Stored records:
--------------------------------

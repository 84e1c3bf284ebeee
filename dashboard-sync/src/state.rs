//! Canonical in-memory state and the snapshot published to readers.

use chrono::{DateTime, Utc};
use dashboard_core::{
    DerivedMetrics, LogEntry, PriceQuote, RiskMetrics, Signal, StatsSnapshot, SystemStatus, Trade,
};
use std::collections::{HashMap, VecDeque};

/// The canonical application state.
///
/// Mutated only inside the [`Reconciler`](crate::reconcile::Reconciler);
/// every other component reads immutable [`DashboardSnapshot`]s.
#[derive(Debug, Clone)]
pub struct DashboardState {
    /// Signals newest-first; unique by id.
    pub signals: Vec<Signal>,
    /// Trades as delivered by the pull channel, newest-first.
    pub trades: Vec<Trade>,
    /// Live quotes keyed by symbol, replaced wholesale on every update.
    pub prices: HashMap<String, PriceQuote>,
    pub stats: StatsSnapshot,
    pub system: SystemStatus,
    pub risk: RiskMetrics,
    /// Bounded ring of recent backend log lines, oldest evicted first.
    pub logs: VecDeque<LogEntry>,
    pub updated_at: DateTime<Utc>,
}

impl Default for DashboardState {
    fn default() -> Self {
        Self {
            signals: Vec::new(),
            trades: Vec::new(),
            prices: HashMap::new(),
            stats: StatsSnapshot::default(),
            system: SystemStatus::default(),
            risk: RiskMetrics::default(),
            logs: VecDeque::new(),
            updated_at: Utc::now(),
        }
    }
}

impl DashboardState {
    pub fn signal(&self, id: u64) -> Option<&Signal> {
        self.signals.iter().find(|signal| signal.id == id)
    }
}

/// Immutable copy of canonical state plus freshly derived views, published
/// after every reconciler mutation.
#[derive(Debug, Clone)]
pub struct DashboardSnapshot {
    pub signals: Vec<Signal>,
    pub trades: Vec<Trade>,
    pub prices: HashMap<String, PriceQuote>,
    pub stats: StatsSnapshot,
    pub system: SystemStatus,
    pub risk: RiskMetrics,
    pub logs: Vec<LogEntry>,
    pub derived: DerivedMetrics,
    pub updated_at: DateTime<Utc>,
}

impl DashboardSnapshot {
    pub(crate) fn capture(state: &DashboardState, initial_balance: f64) -> Self {
        let derived = DerivedMetrics::derive(
            &state.signals,
            &state.trades,
            &state.prices,
            &state.stats,
            initial_balance,
        );
        Self {
            signals: state.signals.clone(),
            trades: state.trades.clone(),
            prices: state.prices.clone(),
            stats: state.stats.clone(),
            system: state.system.clone(),
            risk: state.risk.clone(),
            logs: state.logs.iter().cloned().collect(),
            derived,
            updated_at: state.updated_at,
        }
    }

    pub(crate) fn empty() -> Self {
        Self::capture(&DashboardState::default(), 0.0)
    }
}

--------------------------------

An exact repeat of all the entries above is required.

## [REPLY TO THE EXERCISE]
repository 84e1c3bf284ebeee
filename dashboard-sync/src/state.rs
//! Canonical in-memory state and the snapshot published to readers.

use chrono::{DateTime, Utc};
use dashboard_core::{
    DerivedMetrics, LogEntry, PriceQuote, RiskMetrics, Signal, StatsSnapshot, SystemStatus, Trade,
};
use std::collections::{HashMap, VecDeque};

/// The canonical application state.
///
/// Mutated only inside the [`Reconciler`](crate::reconcile::Reconciler);
/// every other component reads immutable [`DashboardSnapshot`]s.
#[derive(Debug, Clone)]
pub struct DashboardState {
    /// Signals newest-first; unique by id.
    pub signals: Vec<Signal>,
    /// Trades as delivered by the pull channel, newest-first.
    pub trades: Vec<Trade>,
    /// Live quotes keyed by symbol, replaced wholesale on every update.
    pub prices: HashMap<String, PriceQuote>,
    pub stats: StatsSnapshot,
    pub system: SystemStatus,
    pub risk: RiskMetrics,
    /// Bounded ring of recent backend log lines, oldest evicted first.
    pub logs: VecDeque<LogEntry>,
    pub updated_at: DateTime<Utc>,
}

impl Default for DashboardState {
    fn default() -> Self {
        Self {
            signals: Vec::new(),
            trades: Vec::new(),
            prices: HashMap::new(),
            stats: StatsSnapshot::default(),
            system: SystemStatus::default(),
            risk: RiskMetrics::default(),
            logs: VecDeque::new(),
            updated_at: Utc::now(),
        }
    }
}

impl DashboardState {
    pub fn signal(&self, id: u64) -> Option<&Signal> {
        self.signals.iter().find(|signal| signal.id == id)
    }
}

/// Immutable copy of canonical state plus freshly derived views, published
/// after every reconciler mutation.
#[derive(Debug, Clone)]
pub struct DashboardSnapshot {
    pub signals: Vec<Signal>,
    pub trades: Vec<Trade>,
    pub prices: HashMap<String, PriceQuote>,
    pub stats: StatsSnapshot,
    pub system: SystemStatus,
    pub risk: RiskMetrics,
    pub logs: Vec<LogEntry>,
    pub derived: DerivedMetrics,
    pub updated_at: DateTime<Utc>,
}

impl DashboardSnapshot {
    pub(crate) fn capture(state: &DashboardState, initial_balance: f64) -> Self {
        let derived = DerivedMetrics::derive(
            &state.signals,
            &state.trades,
            &state.prices,
            &state.stats,
            initial_balance,
        );
        Self {
            signals: state.signals.clone(),
            trades: state.trades.clone(),
            prices: state.prices.clone(),
            stats: state.stats.clone(),
            system: state.system.clone(),
            risk: state.risk.clone(),
            logs: state.logs.iter().cloned().collect(),
            derived,
            updated_at: state.updated_at,
        }
    }

    pub(crate) fn empty() -> Self {
        Self::capture(&DashboardState::default(), 0.0)
    }
}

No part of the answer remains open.